Doubts and truths about the extra-skeletal effects of vitamin D

Published on 11/10/2013

focus-medicoVitamin D has a long and interesting history. Phytoplankton and zooplankton have been producing vitamin D for more than 500 million years.
Since they had no skeleton, the original function of vitamin D was probably not related to bone metabolism. The dawn of the 20th century saw the rickets epidemic in Northern Europe and the United States, accompanied by an increase in respiratory infections among rickets-affected children.

From cod liver oil

In popular tradition, cod liver oil was widely used as a protective agent, and even after cod liver oil was marketed on a large scale as a medical remedy, the health benefits highlighted in the "package insert" were "the prevention and treatment of coughs and influenza in both children and the elderly".
In 1920, Adolf Windaus identified vitamin D by analyzing the antirachitic effects of cod liver oil. The extra-skeletal effects of vitamin D were only rediscovered in 1941.

Extra-skeletal effects

Today vitamin D (increasingly a hormone and less a vitamin) is receiving growing attention precisely because of its extra-skeletal effects, given that vitamin D receptors are present in almost all tissues and that the hydroxylases that activate vitamin D (enzymes) are likewise widely distributed throughout the various body tissues.

As regards, specifically, the use of vitamin D in the prevention and treatment of obesity, vitamin D would act by promoting the apoptosis of adipocytes through an increase in the intracellular concentration of calcium associated with the activation of proteases capable of producing morphological and biochemical effects that lead to apoptosis. In other words, the calcium concentration combined with the enzymatic processes that break down protein chains would favor the "natural" death (apoptosis, that is, and not necrosis) of those cells responsible for accumulating lipids as a source of energy for the body.
Naturally, further studies will be needed to assess this approach from a safety standpoint and to identify the optimal levels of calcium and vitamin D to take for the prevention and treatment of obesity.

Real requirements, risks and excesses

Although vitamin D toxicity is considered extremely rare and a very sporadic cause of hypercalcemia, the need to reach, for extra-skeletal effects, blood concentrations of vitamin D higher than those effective for bone disease may expose patients to the risk of hypervitaminosis.
The guidelines on food and nutrition indicate 2000 IU per day as the highest dose that can be taken without the risk of hypercalcemia. The use of high doses of vitamin D supplements, often based on emotional information found online and sometimes self-prescribed, can produce blood levels of vitamin D consistent with toxicity (> 100 ng/ml), all the more so because vitamin D, being fat-soluble, tends to accumulate in body fat (even more so in obese individuals).
It is no coincidence that reports of vitamin D toxicity, especially in the elderly, appear ever more frequently in the literature.

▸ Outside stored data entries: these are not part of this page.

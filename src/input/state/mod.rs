mod actions;
mod core;
mod pointer;
#[cfg(test)]
mod tests;

pub use core::{ExportRequest, InputState};
//! Configuration type definitions.

use super::enums::{ColorSpec, ThemeName};
use crate::draw::Color;
use crate::export::{DEFAULT_FILE_NAME, expand_tilde};
use crate::input::ThemePalette;
use crate::util::{CanvasLayout, CanvasSize};
use schemars::JsonSchema;
use serde::{Deserialize, Serialize};
use std::path::PathBuf;

/// Drawing-related settings.
///
/// Controls the brush the surface starts with. Users can change these values
/// at runtime through the tool controls.
#[derive(Debug, Clone, Serialize, Deserialize, JsonSchema)]
pub struct DrawingConfig {
    /// Default brush color - any CSS color string or an RGB array like
    /// `[0, 0, 0]` for black
    #[serde(default = "default_color")]
    pub default_color: ColorSpec,

    /// Default brush width in logical pixels (valid range: 1.0 - 100.0)
    #[serde(default = "default_width")]
    pub default_width: f64,
}

impl Default for DrawingConfig {
    fn default() -> Self {
        Self {
            default_color: default_color(),
            default_width: default_width(),
        }
    }
}

/// Background theme settings.
#[derive(Debug, Clone, Serialize, Deserialize, JsonSchema)]
pub struct ThemeConfig {
    /// Theme at startup: "light" or "dark"
    #[serde(default)]
    pub default_theme: ThemeName,

    /// Background of the light theme
    #[serde(default = "default_light_background")]
    pub light_background: ColorSpec,

    /// Background of the dark theme
    #[serde(default = "default_dark_background")]
    pub dark_background: ColorSpec,
}

impl Default for ThemeConfig {
    fn default() -> Self {
        Self {
            default_theme: ThemeName::default(),
            light_background: default_light_background(),
            dark_background: default_dark_background(),
        }
    }
}

impl ThemeConfig {
    /// Resolves both backgrounds. Unknown colors fall back to the built-in ones.
    pub fn palette(&self) -> ThemePalette {
        let fallback = ThemePalette::default();
        ThemePalette {
            light_background: self.light_background.to_color_or(fallback.light_background),
            dark_background: self.dark_background.to_color_or(fallback.dark_background),
        }
    }
}

/// Canvas sizing settings.
///
/// The logical size fixes the aspect ratio and the initial backing-store
/// resolution. On every viewport resize the canvas is fitted inside the
/// given fractions of the viewport.
#[derive(Debug, Clone, Serialize, Deserialize, JsonSchema)]
pub struct CanvasConfig {
    /// Logical canvas width in pixels (valid range: 1 - 8192)
    #[serde(default = "default_logical_width")]
    pub logical_width: i32,

    /// Logical canvas height in pixels (valid range: 1 - 8192)
    #[serde(default = "default_logical_height")]
    pub logical_height: i32,

    /// Largest share of the viewport width the canvas may use (valid range: 0.1 - 1.0)
    #[serde(default = "default_max_width_fraction")]
    pub max_width_fraction: f64,

    /// Largest share of the viewport height the canvas may use (valid range: 0.1 - 1.0)
    #[serde(default = "default_max_height_fraction")]
    pub max_height_fraction: f64,
}

impl Default for CanvasConfig {
    fn default() -> Self {
        Self {
            logical_width: default_logical_width(),
            logical_height: default_logical_height(),
            max_width_fraction: default_max_width_fraction(),
            max_height_fraction: default_max_height_fraction(),
        }
    }
}

impl CanvasConfig {
    pub fn layout(&self) -> CanvasLayout {
        CanvasLayout {
            logical_size: CanvasSize::new(self.logical_width, self.logical_height),
            max_width_fraction: self.max_width_fraction,
            max_height_fraction: self.max_height_fraction,
        }
    }
}

/// PNG export settings.
#[derive(Debug, Clone, Serialize, Deserialize, JsonSchema)]
pub struct ExportConfig {
    /// Base file name used when no name (or a blank one) is supplied
    #[serde(default = "default_file_name")]
    pub default_file_name: String,

    /// Directory exported images are written to (supports `~`)
    #[serde(default = "default_save_directory")]
    pub save_directory: String,
}

impl Default for ExportConfig {
    fn default() -> Self {
        Self {
            default_file_name: default_file_name(),
            save_directory: default_save_directory(),
        }
    }
}

impl ExportConfig {
    /// Save directory with `~` expanded.
    pub fn save_directory(&self) -> PathBuf {
        expand_tilde(&self.save_directory)
    }
}

// =============================================================================
// Default value functions
// =============================================================================

fn default_color() -> ColorSpec {
    ColorSpec::Name("black".to_string())
}

pub(super) fn default_width() -> f64 {
    5.0
}

fn default_light_background() -> ColorSpec {
    ColorSpec::Name(Color::from_rgb8(0xff, 0xff, 0xff).to_string())
}

fn default_dark_background() -> ColorSpec {
    ColorSpec::Name(Color::from_rgb8(0x1a, 0x1a, 0x1a).to_string())
}

fn default_logical_width() -> i32 {
    800
}

fn default_logical_height() -> i32 {
    500
}

pub(super) fn default_max_width_fraction() -> f64 {
    0.95
}

pub(super) fn default_max_height_fraction() -> f64 {
    0.7
}

pub(super) fn default_file_name() -> String {
    DEFAULT_FILE_NAME.to_string()
}

fn default_save_directory() -> String {
    "~/Pictures/Inkboard".to_string()
}
use anyhow::{Context, Result};
use clap::{ArgAction, Parser};
use inkboard::export::{ExportedImage, save_png};
use inkboard::input::{InputEvent, Theme};
use inkboard::{Config, Sketchpad};
use std::io::Read;
use std::path::{Path, PathBuf};

#[derive(Parser, Debug)]
#[command(name = "inkboard")]
#[command(
    version = concat!(env!("CARGO_PKG_VERSION"), " (", env!("INKBOARD_GIT_HASH"), ")"),
    about = "Freehand drawing surface with brush, eraser, undo and PNG export"
)]
struct Cli {
    /// JSON array of input events to replay ("-" reads stdin)
    #[arg(long, short = 'e', value_name = "FILE")]
    events: Option<PathBuf>,

    /// Directory exported PNGs are written to (overrides the config)
    #[arg(long, short = 'o', value_name = "DIR")]
    output_dir: Option<PathBuf>,

    /// Initial theme (light or dark)
    #[arg(long, short = 't', value_name = "THEME", value_parser = parse_theme)]
    theme: Option<Theme>,

    /// Viewport size the canvas is fitted into, e.g. 1280x800
    #[arg(long, value_name = "WxH", value_parser = parse_viewport)]
    viewport: Option<(f64, f64)>,

    /// Export once more after the replay, under this name
    #[arg(long, short = 'x', value_name = "NAME")]
    export: Option<String>,

    /// Write the documented default config file and exit
    #[arg(long, action = ArgAction::SetTrue)]
    init_config: bool,
}

fn parse_theme(value: &str) -> Result<Theme, String> {
    value
        .parse()
        .map_err(|()| format!("unknown theme '{value}' (expected light or dark)"))
}

fn parse_viewport(value: &str) -> Result<(f64, f64), String> {
    let (width, height) = value
        .split_once(['x', 'X'])
        .ok_or_else(|| format!("expected WIDTHxHEIGHT, got '{value}'"))?;
    let parse = |part: &str| {
        part.trim()
            .parse::<f64>()
            .ok()
            .filter(|v| v.is_finite() && *v > 0.0)
            .ok_or_else(|| format!("invalid viewport dimension '{part}'"))
    };
    Ok((parse(width)?, parse(height)?))
}

fn main() -> Result<()> {
    env_logger::init();

    let cli = Cli::parse();

    if cli.init_config {
        let path = Config::create_default_file()?;
        println!("Created {}", path.display());
        return Ok(());
    }

    let Some(events_path) = cli.events.as_deref() else {
        // No events: show usage
        println!("inkboard: Freehand drawing surface with brush, eraser, undo and PNG export");
        println!();
        println!("Usage:");
        println!("  inkboard --events <FILE>     Replay a JSON event script");
        println!("  inkboard --events -          Read the script from stdin");
        println!("  inkboard --init-config       Write ~/.config/inkboard/config.toml");
        println!("  inkboard --help              Show help");
        println!();
        println!("Event script example:");
        println!(r#"  [{{"type": "pointer-down", "contacts": [{{"x": 10, "y": 10}}]}},"#);
        println!(r#"   {{"type": "pointer-move", "contacts": [{{"x": 200, "y": 120}}]}},"#);
        println!(r#"   {{"type": "pointer-up"}},"#);
        println!(r#"   {{"type": "export", "file_name": "sketch"}}]"#);
        return Ok(());
    };

    let config = Config::load().context("Failed to load configuration")?;
    let output_dir = cli
        .output_dir
        .clone()
        .unwrap_or_else(|| config.export.save_directory());

    let events = read_events(events_path)?;
    log::info!("Replaying {} events", events.len());

    let mut pad = Sketchpad::from_config(&config).context("Failed to create drawing surface")?;
    if let Some(theme) = cli.theme {
        let input = pad.input_mut();
        input.theme = theme;
        input.needs_redraw = true;
    }
    if let Some((width, height)) = cli.viewport {
        pad.dispatch(InputEvent::Resize { width, height })?;
    }

    for event in events {
        let outcome = pad.dispatch(event)?;
        if let Some(image) = outcome.export {
            save(&image, &output_dir)?;
        }
    }

    if let Some(name) = cli.export.as_deref() {
        let image = pad.export(Some(name))?;
        save(&image, &output_dir)?;
    }

    log::info!(
        "Replay finished with {} strokes",
        pad.input().drawing.len()
    );
    Ok(())
}

fn read_events(path: &Path) -> Result<Vec<InputEvent>> {
    let source = if path == Path::new("-") {
        let mut buffer = String::new();
        std::io::stdin()
            .read_to_string(&mut buffer)
            .context("Failed to read events from stdin")?;
        buffer
    } else {
        std::fs::read_to_string(path)
            .with_context(|| format!("Failed to read events from {}", path.display()))?
    };

    serde_json::from_str(&source)
        .with_context(|| format!("Failed to parse events from {}", path.display()))
}

fn save(image: &ExportedImage, directory: &Path) -> Result<()> {
    let path = save_png(&image.png_data, directory, &image.file_name)
        .with_context(|| format!("Failed to save {}", image.file_name))?;
    println!("{}", path.display());
    Ok(())
}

In 2011 the North American IOM (Institute of Medicine) published its report on calcium and vitamin D requirements, including a review of the scientific evidence on both skeletal and extra-skeletal effects, titled “The 2011 Report on Dietary Reference Intakes for Calcium and Vitamin D from the Institute of Medicine: What Clinicians Need to Know”.
Well, the conclusions of this vast and exhaustive —and indeed recent— review are that the available scientific evidence supports the key role of calcium and vitamin D in skeletal system health, demonstrating cause-and-effect relationships and providing a solid basis for defining requirements.
For the extra-skeletal effects, however, the evidence is inconsistent and not conclusive from a cause-and-effect standpoint and —above all— insufficient to define the requirements for obtaining extra-skeletal effects. Vitamin D requirements are identified as 600 IU/day for ages 1 to 70 and 800 IU/day for ages over 70.
In this way, 97.5% of the population shows vitamin D levels above 20 ng/ml under conditions of minimal sun exposure. Higher values have not been consistently associated with greater benefit and, for some outcomes, a U-shaped curve has been observed, with risks at both high and low levels. On the basis of these considerations, the prevalence of vitamin D deficiency in America is overestimated and, given the importance of the issue, urgent research is clearly needed, including a reassessment of the blood ranges of vitamin D, in order to avoid both over- and under-treatment.

What has been described only reaffirms, once again, how research data must be validated by clinical data before being communicated to the public.